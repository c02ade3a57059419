use anyhow::{bail, Context, Result};
use clap::Parser;
use erpkit::{component_report, io::SignalWriter, AnalysisConfig, RawDataset, Selection, Target};
use std::path::PathBuf;

#[derive(Parser)]
#[command(name = "erp_report", about = "ERP component statistics for a subject or group")]
struct Args {
    /// Dataset safetensors (values / timeline / subjects / groups)
    #[arg(long)]
    input: PathBuf,

    /// Subject id
    #[arg(long, conflicts_with = "group")]
    subject: Option<String>,

    /// Group label
    #[arg(long)]
    group: Option<String>,

    /// First trial (1-based)
    #[arg(long, default_value_t = 1)]
    trial: usize,

    /// Last trial, inclusive (omit for a single trial)
    #[arg(long)]
    trial_end: Option<usize>,

    /// First block (1-based)
    #[arg(long, default_value_t = 1)]
    block: usize,

    /// Last block, inclusive (omit for a single block)
    #[arg(long)]
    block_end: Option<usize>,

    /// Components to measure (comma-separated)
    #[arg(long, default_value = "N100,P200")]
    components: String,

    /// Stimulus onsets in ms (comma-separated)
    #[arg(long, default_value = "0")]
    stimulus: String,

    /// Component window half-width in ms
    #[arg(long, default_value_t = 50.0)]
    half_width: f64,

    /// Baseline subtracted before every statistic
    #[arg(long, default_value_t = 0.0, allow_negative_numbers = true)]
    baseline: f64,

    /// Optional safetensors output for the built signal
    #[arg(long)]
    output: Option<PathBuf>,
}

fn main() -> Result<()> {
    env_logger::init();
    let args = Args::parse();

    let target = match (args.subject, args.group) {
        (Some(s), None) => Target::Subject(s),
        (None, Some(g)) => Target::Group(g),
        _ => bail!("pass exactly one of --subject or --group"),
    };

    let ds = RawDataset::load(&args.input)
        .with_context(|| format!("loading {}", args.input.display()))?;
    println!(
        "Loaded {} subjects × {} samples × {} trials × {} blocks, groups {:?}",
        ds.n_subjects(),
        ds.n_times(),
        ds.n_trials(),
        ds.n_blocks(),
        ds.group_labels()
    );

    let stimulus_times = args
        .stimulus
        .split(',')
        .map(|s| s.trim().parse::<f64>().with_context(|| format!("bad stimulus time '{s}'")))
        .collect::<Result<Vec<_>>>()?;

    let cfg = AnalysisConfig {
        stimulus_times,
        component_half_width: args.half_width,
        baseline: args.baseline,
        components: args
            .components
            .split(',')
            .map(|s| s.trim().to_string())
            .collect(),
    };

    let trials = Selection::from_bounds(args.trial, args.trial_end);
    let blocks = Selection::from_bounds(args.block, args.block_end);

    let report = component_report(&ds, &target, trials, blocks, &cfg)
        .with_context(|| format!("{target:?} trials={trials} blocks={blocks}"))?;

    let label = report.signal.label().unwrap_or("signal").to_string();
    println!("{label}");
    for row in &report.rows {
        let s = &row.stats;
        println!(
            "  {:>6} @ {:>6} ms [{:.1}, {:.1}]  sum={:.4} abs_sum={:.4} rms={:.4} \
             true_rms={:.4} peak={:.4} auc={:.4} abs_auc={:.4}",
            row.component.to_string(),
            row.stimulus_time,
            row.window.0,
            row.window.1,
            s.sum,
            s.absolute_sum,
            s.rms,
            s.true_rms,
            s.peak,
            s.area,
            s.absolute_area,
        );
    }

    if let Some(out) = &args.output {
        let mut w = SignalWriter::new();
        w.add_signal("signal", &report.signal);
        w.write(out).with_context(|| format!("writing {}", out.display()))?;
        println!("Written → {}", out.display());
    }

    Ok(())
}
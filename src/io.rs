//! Safetensors exchange for datasets and signals.
//!
//! Dataset layout read by [`RawDataset::load`]:
//!
//! ```text
//! values    [S, T, TR, B]  F32 | F64   NaN = missing
//! timeline  [T]            F32 | F64   ms
//! subjects  [n]            U8          newline-separated ids
//! groups    [n]            U8          newline-separated labels
//! ```
//!
//! [`SignalWriter`] stores each signal as `<name>`, `<name>_timeline` and,
//! when present, `<name>_noise` (all F64).
use ndarray::{Array1, Array4};
use std::collections::HashMap;
use std::path::Path;

use crate::dataset::RawDataset;
use crate::error::{ErpError, Result};
use crate::signal::Signal;

// ── Low-level safetensors parser ─────────────────────────────────────────────

type Header = HashMap<String, serde_json::Value>;

fn format_err(msg: impl Into<String>) -> ErpError {
    ErpError::Format(msg.into())
}

fn parse_header(bytes: &[u8]) -> Result<(Header, usize)> {
    let len_bytes: [u8; 8] = bytes
        .get(..8)
        .and_then(|b| b.try_into().ok())
        .ok_or_else(|| format_err("safetensors file too small"))?;
    let end = usize::try_from(u64::from_le_bytes(len_bytes))
        .ok()
        .and_then(|n| n.checked_add(8))
        .ok_or_else(|| format_err("header length overflows"))?;
    let raw = bytes
        .get(8..end)
        .ok_or_else(|| format_err("header length exceeds file size"))?;
    let header: Header = serde_json::from_slice(raw)
        .map_err(|e| format_err(format!("failed to parse header: {e}")))?;
    Ok((header, end))
}

fn entry<'h>(header: &'h Header, key: &str) -> Result<&'h serde_json::Value> {
    header.get(key).ok_or_else(|| format_err(format!("missing '{key}' key")))
}

fn tensor_bytes<'b>(
    bytes: &'b [u8],
    data_start: usize,
    entry: &serde_json::Value,
) -> Result<&'b [u8]> {
    let offsets = entry["data_offsets"]
        .as_array()
        .filter(|o| o.len() == 2)
        .ok_or_else(|| format_err("bad data_offsets"))?;
    let absolute = |v: &serde_json::Value| {
        v.as_u64()
            .and_then(|o| usize::try_from(o).ok())
            .and_then(|o| data_start.checked_add(o))
            .ok_or_else(|| format_err("bad data_offsets"))
    };
    let (s, e) = (absolute(&offsets[0])?, absolute(&offsets[1])?);
    bytes
        .get(s..e)
        .ok_or_else(|| format_err("tensor data out of bounds"))
}

fn shape_of(entry: &serde_json::Value) -> Result<Vec<usize>> {
    entry["shape"]
        .as_array()
        .ok_or_else(|| format_err("missing shape"))?
        .iter()
        .map(|v| {
            v.as_u64()
                .map(|n| n as usize)
                .ok_or_else(|| format_err("bad shape"))
        })
        .collect()
}

/// Read an F32 or F64 tensor, widened to f64.
fn read_f64_tensor(bytes: &[u8], data_start: usize, entry: &serde_json::Value) -> Result<Vec<f64>> {
    let raw = tensor_bytes(bytes, data_start, entry)?;
    match entry["dtype"].as_str() {
        Some("F32") => Ok(raw
            .chunks_exact(4)
            .map(|b| f32::from_le_bytes([b[0], b[1], b[2], b[3]]) as f64)
            .collect()),
        Some("F64") => Ok(raw
            .chunks_exact(8)
            .map(|b| f64::from_le_bytes([b[0], b[1], b[2], b[3], b[4], b[5], b[6], b[7]]))
            .collect()),
        other => Err(format_err(format!("unsupported dtype {other:?}, expected F32 or F64"))),
    }
}

fn read_strings(bytes: &[u8], data_start: usize, entry: &serde_json::Value) -> Result<Vec<String>> {
    let raw = tensor_bytes(bytes, data_start, entry)?;
    let text = std::str::from_utf8(raw).map_err(|e| format_err(format!("invalid UTF-8: {e}")))?;
    Ok(text
        .split('\n')
        .filter(|s| !s.is_empty())
        .map(String::from)
        .collect())
}

// ── Dataset reader ───────────────────────────────────────────────────────────

impl RawDataset {
    /// Load a dataset written by [`write_dataset`] (or any producer of the
    /// layout above) and validate it.
    pub fn load(path: &Path) -> Result<Self> {
        let bytes = std::fs::read(path)?;
        let (header, data_start) = parse_header(&bytes)?;

        let values_entry = entry(&header, "values")?;
        let shape = shape_of(values_entry)?;
        if shape.len() != 4 {
            return Err(format_err(format!("'values' must be 4-D, got shape {shape:?}")));
        }
        let values = Array4::from_shape_vec(
            (shape[0], shape[1], shape[2], shape[3]),
            read_f64_tensor(&bytes, data_start, values_entry)?,
        )
        .map_err(|e| format_err(format!("'values': {e}")))?;

        let timeline_entry = entry(&header, "timeline")?;
        let timeline = Array1::from(read_f64_tensor(&bytes, data_start, timeline_entry)?);
        let subjects = read_strings(&bytes, data_start, entry(&header, "subjects")?)?;
        let groups = read_strings(&bytes, data_start, entry(&header, "groups")?)?;

        log::debug!("loaded {} : {:?} {} groups", path.display(), values.dim(), groups.len());
        RawDataset::new(values, subjects, groups, timeline)
    }
}

// ── Writer ───────────────────────────────────────────────────────────────────

struct Tensor {
    name: String,
    dtype: &'static str,
    shape: Vec<usize>,
    bytes: Vec<u8>,
}

/// Safetensors writer for F64 and string tensors.
///
/// ```rust,no_run
/// use erpkit::io::SignalWriter;
/// use std::path::Path;
/// let mut w = SignalWriter::new();
/// w.add_f64("timeline", &[0.0, 2.0, 4.0], &[3]);
/// w.write(Path::new("/tmp/out.safetensors")).unwrap();
/// ```
#[derive(Default)]
pub struct SignalWriter {
    tensors: Vec<Tensor>,
}

impl SignalWriter {
    pub fn new() -> Self {
        Self::default()
    }

    pub fn add_f64(&mut self, name: &str, data: &[f64], shape: &[usize]) {
        self.tensors.push(Tensor {
            name: name.to_string(),
            dtype: "F64",
            shape: shape.to_vec(),
            bytes: data.iter().flat_map(|v| v.to_le_bytes()).collect(),
        });
    }

    /// Newline-joined strings as a U8 tensor.
    pub fn add_strings(&mut self, name: &str, items: &[String]) {
        let bytes = items.join("\n").into_bytes();
        self.tensors.push(Tensor {
            name: name.to_string(),
            dtype: "U8",
            shape: vec![bytes.len()],
            bytes,
        });
    }

    /// `<name>`, `<name>_timeline` and, if the signal has noise, `<name>_noise`.
    pub fn add_signal(&mut self, name: &str, signal: &Signal) {
        let n = signal.len();
        self.add_f64(name, &signal.values().to_vec(), &[n]);
        self.add_f64(&format!("{name}_timeline"), &signal.timeline().to_vec(), &[n]);
        if let Some(noise) = signal.noise() {
            self.add_f64(&format!("{name}_noise"), &noise.to_vec(), &[n]);
        }
    }

    /// Header JSON, space-padded to a multiple of 8 bytes.
    fn header(&self) -> Result<Vec<u8>> {
        let mut offset = 0usize;
        let map: serde_json::Map<String, serde_json::Value> = self
            .tensors
            .iter()
            .map(|t| {
                let range = [offset, offset + t.bytes.len()];
                offset = range[1];
                let meta = serde_json::json!({
                    "dtype": t.dtype,
                    "shape": t.shape,
                    "data_offsets": range,
                });
                (t.name.clone(), meta)
            })
            .collect();
        let mut header = serde_json::to_vec(&map)
            .map_err(|e| format_err(format!("failed to encode header: {e}")))?;
        header.resize(header.len().next_multiple_of(8), b' ');
        Ok(header)
    }

    pub fn write(&self, path: &Path) -> Result<()> {
        let header = self.header()?;
        let payload: usize = self.tensors.iter().map(|t| t.bytes.len()).sum();
        let mut buf = Vec::with_capacity(8 + header.len() + payload);
        buf.extend_from_slice(&(header.len() as u64).to_le_bytes());
        buf.extend_from_slice(&header);
        for t in &self.tensors {
            buf.extend_from_slice(&t.bytes);
        }
        std::fs::write(path, buf)?;
        Ok(())
    }
}

/// Write `dataset` in the layout [`RawDataset::load`] reads.
pub fn write_dataset(dataset: &RawDataset, path: &Path) -> Result<()> {
    let mut w = SignalWriter::new();
    let values: Vec<f64> = dataset.values().iter().copied().collect();
    w.add_f64("values", &values, dataset.values().shape());
    w.add_f64("timeline", &dataset.timeline().to_vec(), &[dataset.n_times()]);
    w.add_strings("subjects", dataset.subjects());
    w.add_strings("groups", dataset.groups());
    w.write(path)
}

#[cfg(test)]
mod tests {
    use super::*;

    #[test]
    fn header_too_small() {
        assert!(parse_header(&[1, 2, 3]).is_err());
    }

    #[test]
    fn header_longer_than_file() {
        let mut bytes = 1000u64.to_le_bytes().to_vec();
        bytes.extend_from_slice(b"{}");
        assert!(parse_header(&bytes).is_err());
    }

    #[test]
    fn header_length_overflows() {
        let mut bytes = u64::MAX.to_le_bytes().to_vec();
        bytes.extend_from_slice(b"{}");
        assert!(matches!(parse_header(&bytes), Err(ErpError::Format(_))));
    }

    #[test]
    fn data_offsets_overflow() {
        let e = serde_json::json!({"dtype": "F64", "shape": [1], "data_offsets": [0, u64::MAX]});
        assert!(matches!(tensor_bytes(&[0; 8], 16, &e), Err(ErpError::Format(_))));
    }

    #[test]
    fn header_is_padded_to_eight_bytes() {
        let mut w = SignalWriter::new();
        w.add_f64("x", &[1.0], &[1]);
        w.add_strings("ids", &["S01".to_string()]);
        let header = w.header().unwrap();
        assert_eq!(header.len() % 8, 0);
        let parsed: serde_json::Value = serde_json::from_slice(&header).unwrap();
        assert_eq!(parsed["ids"]["data_offsets"][0], 8);
    }

    #[test]
    fn f32_is_widened() {
        let data: Vec<u8> = [1.5f32, -2.0].iter().flat_map(|v| v.to_le_bytes()).collect();
        let e = serde_json::json!({"dtype": "F32", "shape": [2], "data_offsets": [0, 8]});
        assert_eq!(read_f64_tensor(&data, 0, &e).unwrap(), vec![1.5, -2.0]);
    }

    #[test]
    fn unsupported_dtype() {
        let e = serde_json::json!({"dtype": "I32", "shape": [1], "data_offsets": [0, 4]});
        assert!(read_f64_tensor(&[0, 0, 0, 0], 0, &e).is_err());
    }
}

===============

- **YOUR OBJECTIVE**:
What is needed is each line of the entries that contains the word "ErpError".

- **FINISHED EXERCISE**:
use crate::error::{ErpError, Result};
fn format_err(msg: impl Into<String>) -> ErpError {
    ErpError::Format(msg.into())
        assert!(matches!(parse_header(&bytes), Err(ErpError::Format(_))));
        assert!(matches!(tensor_bytes(&[0; 8], 16, &e), Err(ErpError::Format(_))));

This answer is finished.